Some 20,000 stores across the United States and Canada were to stock the PlayBook, and it will also be sold directly to businesses.

Apple, which established the tablet market a year ago, sold almost 15 million iPads in 2010; RIM is expected to move 3 million PlayBooks in a similar window in 2011, according to 18 analysts polled by Reuters.

"It's not going to be in the same league as the iPad," said Al Hilwa, a Seattle-based analyst at IDC. "The question is will it sell more than the Xoom but less than the Galaxy," he added, referring to Android-based tablets from Motorola Mobility and Samsung.

Staples Canada ditched plans to open its doors at midnight in favor of a 7 a.m. start, underscoring the challenges in creating the buzz typical of an Apple launch.

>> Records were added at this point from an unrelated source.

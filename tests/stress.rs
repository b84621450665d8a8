//! Stress tests for pathological cases
//!
//! These tests verify we don't have accidentally quadratic behavior.

use schemebus::hub::SubscriberRegistry;
use schemebus::protocol::{encode, Envelope, FrameDecoder};
use serde_json::json;
use std::time::Instant;

/// Test that broadcast cost grows linearly with the number of subscribers
#[test]
fn test_dispatch_not_quadratic() {
    let subscriber_counts = [100, 1_000, 10_000];
    let mut times = vec![];

    for &count in &subscriber_counts {
        let registry = SubscriberRegistry::new();
        let _streams: Vec<_> = (0..count)
            .map(|i| registry.add(Some(format!("client-{}", i))))
            .collect();

        let iterations = 50;
        let envelope = Envelope::new("metrics", vec![json!({"cpu": 0.25})]);
        let start = Instant::now();

        for _ in 0..iterations {
            assert_eq!(registry.dispatch(&envelope).unwrap(), count);
        }

        let elapsed = start.elapsed();
        let per_subscriber_ns = elapsed.as_nanos() / (iterations as u128 * count as u128);
        times.push((count, elapsed.as_nanos().max(1)));

        println!(
            "Subscribers: {:>6}, Dispatches: {}, Time: {:?}, Per delivery: {}ns",
            count, iterations, elapsed, per_subscriber_ns
        );
    }

    let (small_count, small_time) = times[0];
    let (large_count, large_time) = times[times.len() - 1];

    let count_ratio = large_count as f64 / small_count as f64;
    let time_ratio = large_time as f64 / small_time as f64;

    println!(
        "\nSubscriber count ratio: {:.0}x, Time ratio: {:.1}x",
        count_ratio, time_ratio
    );

    // If quadratic, time_ratio would be ~count_ratio²
    assert!(
        time_ratio < count_ratio * 10.0,
        "Dispatch appears to be quadratic! Time grew {:.1}x for {:.0}x more subscribers",
        time_ratio,
        count_ratio
    );
}

/// Test that addressed sends do not get slower with unrelated subscribers attached
#[test]
fn test_addressed_dispatch_delivers_once() {
    let registry = SubscriberRegistry::new();
    let _streams: Vec<_> = (0..5_000)
        .map(|i| registry.add(Some(format!("client-{}", i))))
        .collect();

    let envelope = Envelope::new("direct", vec![]).to_destination("client-4242");
    let start = Instant::now();
    for _ in 0..100 {
        assert_eq!(registry.dispatch(&envelope).unwrap(), 1);
    }
    println!("100 addressed dispatches over 5000 subscribers: {:?}", start.elapsed());
}

/// Test that a huge frame arriving in tiny chunks is not rescanned on every push
#[test]
fn test_decoder_large_frame_small_chunks() {
    let sizes = [10_000usize, 100_000, 1_000_000];
    let mut times = vec![];

    for &size in &sizes {
        let envelope = Envelope::new("blob", vec![json!("x".repeat(size))]);
        let frame = encode(&envelope).unwrap();

        let mut decoder = FrameDecoder::new();
        let start = Instant::now();
        let mut decoded = None;

        for chunk in frame.chunks(64) {
            decoder.push(chunk);
            if let Some(envelope) = decoder.next_frame().unwrap() {
                decoded = Some(envelope);
            }
        }

        let elapsed = start.elapsed();
        times.push((size, elapsed.as_nanos().max(1)));
        println!("Frame size: {:>8}, Chunks: {:>6}, Time: {:?}", size, frame.len() / 64, elapsed);

        let decoded = decoded.expect("frame never completed");
        assert_eq!(decoded.values[0].as_str().map(str::len), Some(size));
        assert_eq!(decoder.buffered(), 0);
    }

    let (small_size, small_time) = times[0];
    let (large_size, large_time) = times[times.len() - 1];
    let size_ratio = large_size as f64 / small_size as f64;
    let time_ratio = large_time as f64 / small_time as f64;

    assert!(
        time_ratio < size_ratio * 10.0,
        "Frame decoding appears to be quadratic! Time grew {:.1}x for {:.0}x larger frames",
        time_ratio,
        size_ratio
    );
}

/// Test many small frames delivered in one chunk
#[test]
fn test_decoder_many_frames_one_chunk() {
    let mut wire = Vec::new();
    for i in 0..50_000 {
        wire.extend_from_slice(&encode(&Envelope::new("tick", vec![json!(i)])).unwrap());
    }

    let mut decoder = FrameDecoder::new();
    let start = Instant::now();
    decoder.push(&wire);

    let mut count = 0;
    while let Some(envelope) = decoder.next_frame().unwrap() {
        assert_eq!(envelope.values[0], json!(count));
        count += 1;
    }

    println!("Decoded {} frames in {:?}", count, start.elapsed());
    assert_eq!(count, 50_000);
    assert!(decoder.finish().unwrap().is_none());
}
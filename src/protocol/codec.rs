//! Newline-delimited JSON framing
//!
//! Encoding writes one envelope per line. Decoding is incremental: chunks are
//! buffered until a newline completes a frame, so a frame may be split across
//! any number of reads.

use crate::error::{BusError, Result};
use crate::protocol::Envelope;
use bytes::{Bytes, BytesMut};
use futures::Stream;
use std::pin::Pin;
use std::task::{ready, Context, Poll};

/// Serialize an envelope to a single newline-terminated frame
pub fn encode(envelope: &Envelope) -> Result<Bytes> {
    let mut buf = serde_json::to_vec(envelope)?;
    buf.push(b'\n');
    Ok(Bytes::from(buf))
}

/// Wrap a byte stream in a frame decoder
///
/// The returned stream is not restartable; build a new one per body.
pub fn decode<S>(body: S) -> FrameStream<S>
where
    S: Stream<Item = Result<Bytes>> + Unpin,
{
    FrameStream::new(body)
}

fn parse_line(line: &[u8]) -> Result<Envelope> {
    serde_json::from_slice(line).map_err(BusError::MalformedFrame)
}

fn is_blank(line: &[u8]) -> bool {
    line.iter().all(u8::is_ascii_whitespace)
}

/// Push-based decoder that buffers partial lines
#[derive(Debug, Default)]
pub struct FrameDecoder {
    buf: BytesMut,
    // Bytes already searched for a newline
    scanned: usize,
}

impl FrameDecoder {
    pub fn new() -> Self {
        Self {
            buf: BytesMut::with_capacity(4096),
            scanned: 0,
        }
    }

    /// Append a chunk read from the underlying stream
    pub fn push(&mut self, chunk: &[u8]) {
        self.buf.extend_from_slice(chunk);
    }

    /// Take the next complete frame, if one is buffered
    pub fn next_frame(&mut self) -> Result<Option<Envelope>> {
        while let Some(offset) = self.buf[self.scanned..].iter().position(|b| *b == b'\n') {
            let pos = self.scanned + offset;
            self.scanned = 0;
            let line = self.buf.split_to(pos + 1);
            let line = &line[..pos];
            if is_blank(line) {
                continue;
            }
            return parse_line(line).map(Some);
        }
        self.scanned = self.buf.len();
        Ok(None)
    }

    /// Parse whatever is left once the underlying stream has ended
    pub fn finish(&mut self) -> Result<Option<Envelope>> {
        let rest = self.buf.split();
        self.scanned = 0;
        if is_blank(&rest) {
            return Ok(None);
        }
        parse_line(&rest).map(Some)
    }

    /// Number of bytes waiting for a newline
    pub fn buffered(&self) -> usize {
        self.buf.len()
    }
}

/// Stream of envelopes decoded from a byte stream
///
/// Ends when the body ends. The first error (transport or malformed frame)
/// is yielded once and then the stream ends.
pub struct FrameStream<S> {
    inner: S,
    decoder: FrameDecoder,
    done: bool,
}

impl<S> FrameStream<S> {
    pub fn new(inner: S) -> Self {
        Self {
            inner,
            decoder: FrameDecoder::new(),
            done: false,
        }
    }
}

impl<S> Stream for FrameStream<S>
where
    S: Stream<Item = Result<Bytes>> + Unpin,
{
    type Item = Result<Envelope>;

    fn poll_next(self: Pin<&mut Self>, cx: &mut Context<'_>) -> Poll<Option<Self::Item>> {
        let this = self.get_mut();

        loop {
            if this.done {
                return Poll::Ready(None);
            }

            match this.decoder.next_frame() {
                Ok(Some(envelope)) => return Poll::Ready(Some(Ok(envelope))),
                Ok(None) => {}
                Err(e) => {
                    this.done = true;
                    return Poll::Ready(Some(Err(e)));
                }
            }

            match ready!(Pin::new(&mut this.inner).poll_next(cx)) {
                Some(Ok(chunk)) => this.decoder.push(&chunk),
                Some(Err(e)) => {
                    this.done = true;
                    return Poll::Ready(Some(Err(e)));
                }
                None => {
                    this.done = true;
                    return Poll::Ready(this.decoder.finish().transpose());
                }
            }
        }
    }
}
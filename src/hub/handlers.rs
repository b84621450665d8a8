//! Handler table for request/response invocation

use crate::error::{BusError, Result};
use dashmap::DashMap;
use futures::future::BoxFuture;
use futures::FutureExt;
use serde_json::Value;
use std::future::Future;
use std::sync::Arc;
use tracing::debug;

/// An asynchronous responder: argument list in, one value out
pub type Handler = Arc<dyn Fn(Vec<Value>) -> BoxFuture<'static, anyhow::Result<Value>> + Send + Sync>;

/// At most one handler per channel
#[derive(Clone, Default)]
pub struct HandlerTable {
    handlers: Arc<DashMap<String, Handler>>,
}

impl HandlerTable {
    pub fn new() -> Self {
        Self::default()
    }

    /// Register `handler` for `channel`, replacing any existing one
    pub fn handle<F, Fut>(&self, channel: &str, handler: F)
    where
        F: Fn(Vec<Value>) -> Fut + Send + Sync + 'static,
        Fut: Future<Output = anyhow::Result<Value>> + Send + 'static,
    {
        let handler: Handler = Arc::new(move |args| handler(args).boxed());
        if self.handlers.insert(channel.to_string(), handler).is_some() {
            debug!(channel = channel, "Replaced existing handler");
        }
    }

    /// Remove the handler for `channel` if present
    pub fn un_handle(&self, channel: &str) -> bool {
        self.handlers.remove(channel).is_some()
    }

    pub fn contains(&self, channel: &str) -> bool {
        self.handlers.contains_key(channel)
    }

    pub fn count(&self) -> usize {
        self.handlers.len()
    }

    /// Run the handler for `channel`
    ///
    /// A missing handler is `HandlerNotFound`; a handler that fails is
    /// `Invocation`. The two are never conflated with a successful `null`.
    pub async fn invoke(&self, channel: &str, args: Vec<Value>) -> Result<Value> {
        // Clone out of the map so no shard lock is held across the await
        let handler = self
            .handlers
            .get(channel)
            .map(|entry| entry.value().clone())
            .ok_or_else(|| BusError::HandlerNotFound(channel.to_string()))?;

        handler(args)
            .await
            .map_err(|e| BusError::Invocation(format!("{:#}", e)))
    }
}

Steve Coffin, operations manager at a Future Shop in downtown Toronto, said orders for the PlayBook lessened morning lineups, because shoppers were guaranteed a device.

"Based on those numbers coming in, we expect it to be successful," Coffin said shortly after the store opened.

"When you know you've got a guaranteed copy, people are coming in on their way too work," he added. "We expect to have people coming in on their lunch hour."